Mother’s Day (reviewed by Lisa Marie Bowman)

One of the great things about writing about films is that occasionally you both get to watch a film that, despite all of your expectations, turns out to be pretty good and then you get to tell other people about it!  Case in point: Mother’s Day.

Mother’s Day opens with two memorable scenes.  In the first scene, we watch as a mysterious woman sneaks into a hospital and kidnaps a baby out of the maternity ward.  When a guard attempts to stop her, he ends up with a knife driven into his throat.  While we’ve seen similar scenes in other horror movies, it’s rare that we’ve ever seen this scene handled as well as it is in Mother’s Day.

The second scene opens with an almost intrusive close-up of a woman (played by Jaime King) sobbing as she stares at herself in a mirror.  Again, it’s not that we haven’t seen this scene in other horror films.  Instead, it’s the fact that Jaime King so totally throw herself into those sobs.  We believe her tears and immediately, we want to know why she’s crying and we want to know how she’s connected to that baby being kidnapped from the hospital.  In just two scenes, Mother’s Day captures our attention and, once it grabs a hold of us, it doesn’t let go for the next two hours.

It turns out that King and her husband have just bought a new house and, on one stormy night, they’re throwing a party with a few of their closest friends.  It quickly becomes obvious that, regardless of how happy everyone’s pretending to be, there’s a lot of tension between King and her husband.  Something has happened in the past that no one wants to talk about…

Suddenly, three heavily armed men barge into the house and take everyone hostage.  The three of them are brothers and they’ve just robbed the bank.  The youngest has been shot and is bleeding to death on the couch.  The oldest brother explains that they’re looking for their mother.  She used to live in the house before King and her husband bought it.  The brothers didn’t know that theyir mother had been kicked out of the house and they’ve been mailing money to the address for the past few months.  When King and her husband claim that none of the money ever showed up at the house, the brothers call their mother and soon, mom shows up to take control of the situation.

Mom is named Natalie and she’s played by Rebecca De Mornay.  From the minute she shows up, it’s obvious that Natalie is both obsessed with her children and that she’s totally and completely insane.  Continually switching between being sweet and psychotic, Natalie is a thoroughly frightening and disturbingly believable monster.  De Mornay wisely underplays Natalie’s more showy moments and prevents the character from becoming just another stereotypical movie psycho.  Instead, she’s the type of villain that we can easily imagine meeting in the real world.  Needless to say, that makes her a hundred time more frightening than any faceless killer with a machete.

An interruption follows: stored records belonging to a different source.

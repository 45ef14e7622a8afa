//! BitTorrent extension protocol (BEP 10)
//!
//! Extended messages travel as peer-wire message id 20. The first payload
//! byte selects the extension: 0 is the handshake, any other value is an
//! id we advertised in our own handshake. [`DefaultExtensionMessageFactory`]
//! turns raw payloads into [`ExtensionMessage`] values bound to the
//! connection they arrived on.

pub mod handshake;
pub mod metadata;
pub mod pex;

use std::cell::RefCell;
use std::collections::{BTreeMap, VecDeque};
use std::rc::Rc;

use bytes::{BufMut, BytesMut};

pub use handshake::HandshakeExtensionMessage;
pub use metadata::{
    UtMetadataDataExtensionMessage, UtMetadataRejectExtensionMessage,
    UtMetadataRequestExtensionMessage, UtMetadataRequestTracker, METADATA_EXTENSION_NAME,
    METADATA_PIECE_SIZE,
};
pub use pex::{UtPexExtensionMessage, PEX_EXTENSION_NAME};

use crate::error::{EngineError, ProtocolErrorKind, Result};
use crate::group::context::DownloadContextHandle;
use crate::group::man::RequestGroupMan;
use crate::torrent::bencode::BencodeValue;
use crate::torrent::peer::{PeerHandle, PeerStorage};

/// Peer-wire message id of extended messages
pub const EXTENDED_MESSAGE_ID: u8 = 20;

pub(crate) fn extension_error(message: impl Into<String>) -> EngineError {
    EngineError::protocol(ProtocolErrorKind::ExtensionMessage, message)
}

/// Ids we advertise for the extensions we understand
#[derive(Debug, Clone, Default)]
pub struct ExtensionRegistry {
    ids: BTreeMap<String, u8>,
}

impl ExtensionRegistry {
    pub fn new() -> Self {
        Self::default()
    }

    /// ut_pex=1, ut_metadata=2
    pub fn with_defaults() -> Self {
        let mut registry = Self::new();
        registry.set_extension_message_id(PEX_EXTENSION_NAME, 1);
        registry.set_extension_message_id(METADATA_EXTENSION_NAME, 2);
        registry
    }

    /// Assign `id` to `name`; 0 removes it
    pub fn set_extension_message_id(&mut self, name: &str, id: u8) {
        self.ids.retain(|_, v| *v != id);
        if id == 0 {
            self.ids.remove(name);
        } else {
            self.ids.insert(name.to_string(), id);
        }
    }

    pub fn get_extension_message_id(&self, name: &str) -> Option<u8> {
        self.ids.get(name).copied()
    }

    pub fn get_extension_name(&self, id: u8) -> Option<&str> {
        self.ids
            .iter()
            .find(|(_, &v)| v == id)
            .map(|(name, _)| name.as_str())
    }

    pub fn iter(&self) -> impl Iterator<Item = (&str, u8)> {
        self.ids.iter().map(|(name, &id)| (name.as_str(), id))
    }
}

/// Outgoing peer-wire message
#[derive(Debug, Clone, PartialEq, Eq)]
pub enum BtMessage {
    Extended { extension_message_id: u8, payload: Vec<u8> },
}

impl BtMessage {
    /// Length-prefixed wire form
    pub fn encode(&self) -> Vec<u8> {
        match self {
            BtMessage::Extended {
                extension_message_id,
                payload,
            } => {
                let mut buf = BytesMut::with_capacity(6 + payload.len());
                buf.put_u32(2 + payload.len() as u32);
                buf.put_u8(EXTENDED_MESSAGE_ID);
                buf.put_u8(*extension_message_id);
                buf.put_slice(payload);
                buf.to_vec()
            }
        }
    }
}

/// Builds outgoing peer-wire messages
#[derive(Debug, Clone, Copy, Default)]
pub struct BtMessageFactory;

impl BtMessageFactory {
    pub fn create_extended_message(&self, extension_message_id: u8, payload: Vec<u8>) -> BtMessage {
        BtMessage::Extended {
            extension_message_id,
            payload,
        }
    }
}

/// Outgoing queue of one peer connection
#[derive(Debug, Default)]
pub struct BtMessageDispatcher {
    queue: VecDeque<BtMessage>,
}

impl BtMessageDispatcher {
    pub fn new() -> Self {
        Self::default()
    }

    pub fn add_message(&mut self, message: BtMessage) {
        self.queue.push_back(message);
    }

    pub fn take_messages(&mut self) -> Vec<BtMessage> {
        self.queue.drain(..).collect()
    }

    pub fn len(&self) -> usize {
        self.queue.len()
    }

    pub fn is_empty(&self) -> bool {
        self.queue.is_empty()
    }
}

/// A decoded extension message
#[derive(Debug, Clone)]
pub enum ExtensionMessage {
    Handshake(HandshakeExtensionMessage),
    Pex(UtPexExtensionMessage),
    MetadataRequest(UtMetadataRequestExtensionMessage),
    MetadataData(UtMetadataDataExtensionMessage),
    MetadataReject(UtMetadataRejectExtensionMessage),
}

impl ExtensionMessage {
    pub fn name(&self) -> &'static str {
        match self {
            ExtensionMessage::Handshake(_) => "handshake",
            ExtensionMessage::Pex(_) => PEX_EXTENSION_NAME,
            ExtensionMessage::MetadataRequest(_)
            | ExtensionMessage::MetadataData(_)
            | ExtensionMessage::MetadataReject(_) => METADATA_EXTENSION_NAME,
        }
    }

    /// Apply the message to the connection and download it is bound to
    pub fn do_receive_action(&mut self, groups: &mut RequestGroupMan) -> Result<()> {
        match self {
            ExtensionMessage::Handshake(m) => m.do_receive_action(groups),
            ExtensionMessage::Pex(m) => m.do_receive_action(),
            ExtensionMessage::MetadataRequest(m) => m.do_receive_action(),
            ExtensionMessage::MetadataData(m) => m.do_receive_action(),
            ExtensionMessage::MetadataReject(m) => m.do_receive_action(),
        }
    }
}

/// Decodes extended payloads for one peer connection
#[derive(Debug, Clone)]
pub struct DefaultExtensionMessageFactory {
    peer: PeerHandle,
    download_context: DownloadContextHandle,
    registry: Rc<ExtensionRegistry>,
    peer_storage: Rc<RefCell<PeerStorage>>,
    tracker: Rc<RefCell<UtMetadataRequestTracker>>,
    dispatcher: Rc<RefCell<BtMessageDispatcher>>,
    message_factory: Rc<BtMessageFactory>,
}

impl DefaultExtensionMessageFactory {
    pub fn new(
        peer: PeerHandle,
        download_context: DownloadContextHandle,
        registry: Rc<ExtensionRegistry>,
        peer_storage: Rc<RefCell<PeerStorage>>,
    ) -> Self {
        Self {
            peer,
            download_context,
            registry,
            peer_storage,
            tracker: Rc::new(RefCell::new(UtMetadataRequestTracker::new())),
            dispatcher: Rc::new(RefCell::new(BtMessageDispatcher::new())),
            message_factory: Rc::new(BtMessageFactory),
        }
    }

    pub fn with_tracker(mut self, tracker: Rc<RefCell<UtMetadataRequestTracker>>) -> Self {
        self.tracker = tracker;
        self
    }

    pub fn with_dispatcher(mut self, dispatcher: Rc<RefCell<BtMessageDispatcher>>) -> Self {
        self.dispatcher = dispatcher;
        self
    }

    pub fn tracker(&self) -> &Rc<RefCell<UtMetadataRequestTracker>> {
        &self.tracker
    }

    pub fn dispatcher(&self) -> &Rc<RefCell<BtMessageDispatcher>> {
        &self.dispatcher
    }

    /// Our handshake for this connection
    pub fn build_handshake(&self) -> HandshakeExtensionMessage {
        let mut handshake = HandshakeExtensionMessage::from_registry(&self.registry);
        handshake.metadata_size = self
            .download_context
            .borrow()
            .torrent()
            .and_then(|t| t.metadata.as_ref().map(Vec::len));
        handshake
    }

    /// Decode `data` (extension id byte plus payload)
    pub fn create_message(&self, data: &[u8]) -> Result<ExtensionMessage> {
        let Some(&id) = data.first() else {
            return Err(extension_error(
                "Too small payload size for extension message",
            ));
        };
        if id == 0 {
            let mut handshake = HandshakeExtensionMessage::create(data)?;
            handshake.set_peer(Rc::clone(&self.peer));
            handshake.set_download_context(Rc::clone(&self.download_context));
            return Ok(ExtensionMessage::Handshake(handshake));
        }

        let Some(name) = self.registry.get_extension_name(id) else {
            return Err(extension_error(format!(
                "No extension registered for extended message ID {}",
                id
            )));
        };
        match name {
            PEX_EXTENSION_NAME => {
                let mut pex = UtPexExtensionMessage::create(data).map_err(|e| match e {
                    EngineError::Protocol { message, .. } => extension_error(message),
                    other => other,
                })?;
                pex.set_peer_storage(Rc::clone(&self.peer_storage));
                Ok(ExtensionMessage::Pex(pex))
            }
            METADATA_EXTENSION_NAME => self.create_ut_metadata(data),
            _ => Err(extension_error(format!(
                "Unsupported extension message received. extensionMessageID={}, extensionName={}",
                id, name
            ))),
        }
    }

    fn create_ut_metadata(&self, data: &[u8]) -> Result<ExtensionMessage> {
        if data.len() <= 1 {
            return Err(extension_error("Too small payload size for ut_metadata"));
        }
        let (dict, consumed) = match BencodeValue::decode_prefix(&data[1..]) {
            Ok((value, consumed)) if value.is_dict() => (value, consumed),
            _ => return Err(extension_error("Bad ut_metadata: dictionary not found")),
        };
        let Some(msg_type) = dict.get("msg_type").and_then(|v| v.as_int()) else {
            return Err(extension_error("Bad ut_metadata: msg_type not found"));
        };
        let Some(piece) = dict.get("piece").and_then(|v| v.as_int()) else {
            return Err(extension_error("Bad ut_metadata: piece not found"));
        };
        let Ok(index) = usize::try_from(piece) else {
            return Err(extension_error(format!(
                "Bad ut_metadata: piece index out of range: {}",
                piece
            )));
        };

        match msg_type {
            0 => {
                let mut m = UtMetadataRequestExtensionMessage::new(index);
                m.set_download_context(Rc::clone(&self.download_context));
                m.set_peer(Rc::clone(&self.peer));
                m.set_dispatcher(Rc::clone(&self.dispatcher));
                m.set_message_factory(Rc::clone(&self.message_factory));
                Ok(ExtensionMessage::MetadataRequest(m))
            }
            1 => {
                let body = &data[1 + consumed..];
                if body.is_empty() {
                    return Err(extension_error("Bad ut_metadata data: data not found"));
                }
                let Some(total_size) = dict
                    .get("total_size")
                    .and_then(|v| v.as_uint())
                    .map(|s| s as usize)
                else {
                    return Err(extension_error(
                        "Bad ut_metadata data: total_size not found",
                    ));
                };
                let mut m = UtMetadataDataExtensionMessage::new(index, total_size, body.to_vec());
                m.set_tracker(Rc::clone(&self.tracker));
                m.set_download_context(Rc::clone(&self.download_context));
                m.set_piece_storage(self.download_context.borrow().owner_piece_storage());
                Ok(ExtensionMessage::MetadataData(m))
            }
            2 => Ok(ExtensionMessage::MetadataReject(
                UtMetadataRejectExtensionMessage::new(index),
            )),
            n => Err(extension_error(format!(
                "Bad ut_metadata: unknown msg_type={}",
                n
            ))),
        }
    }
}
//! Bencode codec
//!
//! Strict decoder and canonical encoder for the bencoding used by KRPC,
//! ut_metadata and the extension handshake.
//!
//! Bencode format:
//! - Integers:   `i<number>e`        Example: `i42e`
//! - Strings:    `<length>:<data>`   Example: `4:spam`
//! - Lists:      `l<items>e`         Example: `l4:spami42ee`
//! - Dicts:      `d<pairs>e`         Example: `d3:cow3:moo4:spam4:eggse`
//!
//! Decoding is strict: no leading zeros, no `-0`, dictionary keys must be
//! unique and sorted. Nesting depth is bounded since every input reaching
//! this module comes from the network.

use std::collections::BTreeMap;
use std::fmt;

use crate::error::{EngineError, ProtocolErrorKind, Result};

/// Maximum allowed length for a bencode string (100 MiB)
const MAX_STRING_LENGTH: usize = 100 * 1024 * 1024;

/// Maximum list/dict nesting accepted from the wire
const MAX_DEPTH: usize = 64;

/// A bencode value
#[derive(Clone, PartialEq, Eq)]
pub enum BencodeValue {
    /// Integer value (can be negative)
    Integer(i64),
    /// Byte string (not necessarily valid UTF-8)
    Bytes(Vec<u8>),
    /// List of values
    List(Vec<BencodeValue>),
    /// Dictionary with byte string keys (sorted by key)
    Dict(BTreeMap<Vec<u8>, BencodeValue>),
}

impl fmt::Debug for BencodeValue {
    fn fmt(&self, f: &mut fmt::Formatter<'_>) -> fmt::Result {
        match self {
            Self::Integer(n) => write!(f, "Integer({})", n),
            Self::Bytes(b) => match std::str::from_utf8(b) {
                Ok(s) if s.len() <= 40 => write!(f, "Bytes({:?})", s),
                _ => write!(f, "Bytes([{} bytes])", b.len()),
            },
            Self::List(l) => f.debug_tuple("List").field(l).finish(),
            Self::Dict(d) => {
                let mut map = f.debug_map();
                for (k, v) in d {
                    map.entry(&String::from_utf8_lossy(k), v);
                }
                map.finish()
            }
        }
    }
}

fn parse_error(message: impl Into<String>) -> EngineError {
    EngineError::protocol(ProtocolErrorKind::BencodeParse, message)
}

/// Cursor over an input buffer
struct Decoder<'a> {
    data: &'a [u8],
    pos: usize,
}

impl<'a> Decoder<'a> {
    fn peek(&self) -> Option<u8> {
        self.data.get(self.pos).copied()
    }

    fn expect(&mut self, byte: u8) -> Result<()> {
        match self.peek() {
            Some(b) if b == byte => {
                self.pos += 1;
                Ok(())
            }
            Some(b) => Err(parse_error(format!(
                "Expected {:?} at offset {}, found {:?}",
                byte as char, self.pos, b as char
            ))),
            None => Err(parse_error("Unexpected end of input")),
        }
    }

    /// Consume bytes up to (not including) `delim`, then skip it
    fn take_until(&mut self, delim: u8) -> Result<&'a [u8]> {
        let rest = &self.data[self.pos..];
        let end = rest
            .iter()
            .position(|&c| c == delim)
            .ok_or_else(|| parse_error(format!("Missing {:?} terminator", delim as char)))?;
        self.pos += end + 1;
        Ok(&rest[..end])
    }

    fn value(&mut self, depth: usize) -> Result<BencodeValue> {
        if depth > MAX_DEPTH {
            return Err(parse_error("Nesting too deep"));
        }
        match self.peek() {
            None => Err(parse_error("Empty input")),
            Some(b'i') => self.integer(),
            Some(b'l') => self.list(depth),
            Some(b'd') => self.dict(depth),
            Some(b'0'..=b'9') => self.bytes().map(|b| BencodeValue::Bytes(b.to_vec())),
            Some(c) => Err(parse_error(format!(
                "Invalid bencode type marker: {:?}",
                c as char
            ))),
        }
    }

    fn integer(&mut self) -> Result<BencodeValue> {
        self.expect(b'i')?;
        let digits = self.take_until(b'e')?;
        let text = std::str::from_utf8(digits).map_err(|_| parse_error("Invalid integer encoding"))?;

        let unsigned = text.strip_prefix('-').unwrap_or(text);
        if unsigned.is_empty() || !unsigned.bytes().all(|c| c.is_ascii_digit()) {
            return Err(parse_error(format!("Invalid integer: {:?}", text)));
        }
        if unsigned.len() > 1 && unsigned.starts_with('0') {
            return Err(parse_error("Invalid integer: leading zero"));
        }
        if text == "-0" {
            return Err(parse_error("Invalid integer: negative zero"));
        }

        text.parse::<i64>()
            .map(BencodeValue::Integer)
            .map_err(|_| parse_error("Integer out of range"))
    }

    fn bytes(&mut self) -> Result<&'a [u8]> {
        let len_digits = self.take_until(b':')?;
        let len = std::str::from_utf8(len_digits)
            .ok()
            .filter(|s| !s.is_empty() && s.bytes().all(|c| c.is_ascii_digit()))
            .and_then(|s| s.parse::<usize>().ok())
            .ok_or_else(|| parse_error("Invalid string length"))?;

        if len > MAX_STRING_LENGTH {
            return Err(parse_error(format!(
                "String length {} exceeds maximum allowed {} bytes",
                len, MAX_STRING_LENGTH
            )));
        }

        let available = self.data.len() - self.pos;
        if len > available {
            return Err(parse_error(format!(
                "String length {} exceeds available data {}",
                len, available
            )));
        }

        let start = self.pos;
        self.pos += len;
        Ok(&self.data[start..self.pos])
    }

    fn list(&mut self, depth: usize) -> Result<BencodeValue> {
        self.expect(b'l')?;
        let mut items = Vec::new();
        loop {
            match self.peek() {
                None => return Err(parse_error("Unterminated list")),
                Some(b'e') => {
                    self.pos += 1;
                    return Ok(BencodeValue::List(items));
                }
                Some(_) => items.push(self.value(depth + 1)?),
            }
        }
    }

    fn dict(&mut self, depth: usize) -> Result<BencodeValue> {
        self.expect(b'd')?;
        let mut items = BTreeMap::new();
        let mut last_key: Option<&[u8]> = None;
        loop {
            match self.peek() {
                None => return Err(parse_error("Unterminated dict")),
                Some(b'e') => {
                    self.pos += 1;
                    return Ok(BencodeValue::Dict(items));
                }
                Some(b'0'..=b'9') => {
                    let key = self.bytes()?;
                    if last_key.is_some_and(|last| key <= last) {
                        return Err(parse_error("Dict keys not in sorted order"));
                    }
                    last_key = Some(key);
                    let value = self.value(depth + 1)?;
                    items.insert(key.to_vec(), value);
                }
                Some(_) => return Err(parse_error("Dict key must be a string")),
            }
        }
    }
}

impl BencodeValue {
    /// Decode one value from the front of `data`.
    ///
    /// Returns the value and the number of bytes it occupied; anything after
    /// that is left to the caller (ut_metadata carries raw piece data there).
    pub fn decode_prefix(data: &[u8]) -> Result<(Self, usize)> {
        let mut decoder = Decoder { data, pos: 0 };
        let value = decoder.value(0)?;
        Ok((value, decoder.pos))
    }

    /// Decode a complete value, rejecting trailing data
    pub fn decode(data: &[u8]) -> Result<Self> {
        let (value, consumed) = Self::decode_prefix(data)?;
        if consumed != data.len() {
            return Err(parse_error(format!(
                "Trailing data: {} bytes",
                data.len() - consumed
            )));
        }
        Ok(value)
    }

    /// Encode to bencode bytes
    pub fn encode(&self) -> Vec<u8> {
        let mut buf = Vec::new();
        self.encode_to(&mut buf);
        buf
    }

    /// Encode to an existing buffer
    pub fn encode_to(&self, buf: &mut Vec<u8>) {
        match self {
            Self::Integer(n) => {
                buf.push(b'i');
                buf.extend_from_slice(n.to_string().as_bytes());
                buf.push(b'e');
            }
            Self::Bytes(b) => encode_bytes(b, buf),
            Self::List(l) => {
                buf.push(b'l');
                for item in l {
                    item.encode_to(buf);
                }
                buf.push(b'e');
            }
            Self::Dict(d) => {
                buf.push(b'd');
                for (k, v) in d {
                    encode_bytes(k, buf);
                    v.encode_to(buf);
                }
                buf.push(b'e');
            }
        }
    }

    /// Empty dictionary, for building messages
    pub fn new_dict() -> Self {
        Self::Dict(BTreeMap::new())
    }

    /// Insert into a dictionary value; no-op on other variants
    pub fn insert(&mut self, key: impl AsRef<[u8]>, value: impl Into<BencodeValue>) {
        if let Self::Dict(d) = self {
            d.insert(key.as_ref().to_vec(), value.into());
        }
    }

    /// Builder form of [`insert`](Self::insert)
    pub fn with(mut self, key: impl AsRef<[u8]>, value: impl Into<BencodeValue>) -> Self {
        self.insert(key, value);
        self
    }

    /// Get as string (UTF-8)
    pub fn as_string(&self) -> Option<&str> {
        match self {
            Self::Bytes(b) => std::str::from_utf8(b).ok(),
            _ => None,
        }
    }

    /// Get as integer
    pub fn as_int(&self) -> Option<i64> {
        match self {
            Self::Integer(n) => Some(*n),
            _ => None,
        }
    }

    /// Get as unsigned integer
    pub fn as_uint(&self) -> Option<u64> {
        match self {
            Self::Integer(n) if *n >= 0 => Some(*n as u64),
            _ => None,
        }
    }

    /// Get as bytes
    pub fn as_bytes(&self) -> Option<&[u8]> {
        match self {
            Self::Bytes(b) => Some(b),
            _ => None,
        }
    }

    /// Get as list
    pub fn as_list(&self) -> Option<&[BencodeValue]> {
        match self {
            Self::List(l) => Some(l),
            _ => None,
        }
    }

    /// Get as dict
    pub fn as_dict(&self) -> Option<&BTreeMap<Vec<u8>, BencodeValue>> {
        match self {
            Self::Dict(d) => Some(d),
            _ => None,
        }
    }

    /// Get dict value by key
    pub fn get(&self, key: &str) -> Option<&BencodeValue> {
        match self {
            Self::Dict(d) => d.get(key.as_bytes()),
            _ => None,
        }
    }

    /// Check if this is a dict
    pub fn is_dict(&self) -> bool {
        matches!(self, Self::Dict(_))
    }
}

fn encode_bytes(b: &[u8], buf: &mut Vec<u8>) {
    buf.extend_from_slice(b.len().to_string().as_bytes());
    buf.push(b':');
    buf.extend_from_slice(b);
}

impl From<i64> for BencodeValue {
    fn from(n: i64) -> Self {
        Self::Integer(n)
    }
}

impl From<u64> for BencodeValue {
    fn from(n: u64) -> Self {
        Self::Integer(i64::try_from(n).unwrap_or(i64::MAX))
    }
}

impl From<usize> for BencodeValue {
    fn from(n: usize) -> Self {
        Self::from(n as u64)
    }
}

impl From<&str> for BencodeValue {
    fn from(s: &str) -> Self {
        Self::Bytes(s.as_bytes().to_vec())
    }
}

impl From<&[u8]> for BencodeValue {
    fn from(b: &[u8]) -> Self {
        Self::Bytes(b.to_vec())
    }
}

impl From<Vec<u8>> for BencodeValue {
    fn from(b: Vec<u8>) -> Self {
        Self::Bytes(b)
    }
}

impl From<Vec<BencodeValue>> for BencodeValue {
    fn from(l: Vec<BencodeValue>) -> Self {
        Self::List(l)
    }
}

#[cfg(test)]
mod tests {
    use super::*;

    #[test]
    fn test_decode_integer() {
        assert_eq!(BencodeValue::decode(b"i42e").unwrap(), BencodeValue::Integer(42));
        assert_eq!(BencodeValue::decode(b"i-42e").unwrap(), BencodeValue::Integer(-42));
        assert_eq!(BencodeValue::decode(b"i0e").unwrap(), BencodeValue::Integer(0));

        assert!(BencodeValue::decode(b"i03e").is_err());
        assert!(BencodeValue::decode(b"i-0e").is_err());
        assert!(BencodeValue::decode(b"i-03e").is_err());
        assert!(BencodeValue::decode(b"ie").is_err());
        assert!(BencodeValue::decode(b"i4x2e").is_err());
    }

    #[test]
    fn test_decode_bytes() {
        assert_eq!(
            BencodeValue::decode(b"4:spam").unwrap(),
            BencodeValue::Bytes(b"spam".to_vec())
        );
        assert_eq!(BencodeValue::decode(b"0:").unwrap(), BencodeValue::Bytes(vec![]));
        assert_eq!(
            BencodeValue::decode(b"5:\x00\x01\x02\x03\x04").unwrap(),
            BencodeValue::Bytes(vec![0, 1, 2, 3, 4])
        );
        assert!(BencodeValue::decode(b"10:short").is_err());
    }

    #[test]
    fn test_decode_dict_strictness() {
        let value = BencodeValue::decode(b"d3:cow3:moo4:spam4:eggse").unwrap();
        assert_eq!(value.get("cow").and_then(|v| v.as_string()), Some("moo"));

        // Unsorted and duplicate keys are rejected
        assert!(BencodeValue::decode(b"d4:spam4:eggs3:cow3:mooe").is_err());
        assert!(BencodeValue::decode(b"d3:cow3:moo3:cow3:mooe").is_err());
        // Non-string key
        assert!(BencodeValue::decode(b"di1e3:mooe").is_err());
        assert!(BencodeValue::decode(b"d3:cow3:moo").is_err());
    }

    #[test]
    fn test_decode_prefix_reports_consumed() {
        let data = b"d8:msg_typei1e5:piecei0eeRAWDATA";
        let (value, consumed) = BencodeValue::decode_prefix(data).unwrap();
        assert!(value.is_dict());
        assert_eq!(&data[consumed..], b"RAWDATA");
        assert!(BencodeValue::decode(data).is_err());
    }

    #[test]
    fn test_depth_limit() {
        let mut deep = vec![b'l'; MAX_DEPTH + 2];
        deep.extend(vec![b'e'; MAX_DEPTH + 2]);
        assert!(BencodeValue::decode(&deep).is_err());

        let mut ok = vec![b'l'; 8];
        ok.extend(vec![b'e'; 8]);
        assert!(BencodeValue::decode(&ok).is_ok());
    }

    #[test]
    fn test_builder_encodes_sorted() {
        let value = BencodeValue::new_dict()
            .with("y", "q")
            .with("t", "aa")
            .with("a", BencodeValue::new_dict().with("id", &b"abcdefghij0123456789"[..]));
        assert_eq!(
            value.encode(),
            b"d1:ad2:id20:abcdefghij0123456789e1:t2:aa1:y1:qe".to_vec()
        );
    }

    #[test]
    fn test_reencode_is_canonical() {
        let original = b"d5:itemsli1ei2ei3ee4:name4:test5:valuei42ee";
        let value = BencodeValue::decode(original).unwrap();
        assert_eq!(value.encode(), original.to_vec());
        assert_eq!(value.get("value").and_then(|v| v.as_uint()), Some(42));
        assert_eq!(value.get("items").and_then(|v| v.as_list()).map(|l| l.len()), Some(3));
    }
}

Mother’s Day, which was made in 2010 but not released in the U.S. until earlier this year, is a remake of low-budget, 1980 horror film.  This is a rare case where the remake is about a thousand times better than the original.  Director Darren Lynn Bousman keeps the action moving at a perfect pace and the film’s cast (which includes True Blood‘s Deborah Ann Woll in a showy role) creates a disturbingly credible gallery of rogues and victims.

Mother’s Day is a rarity — a horror remake that not only deserves to be seen but which is so good that the original might as well just be an afterthought.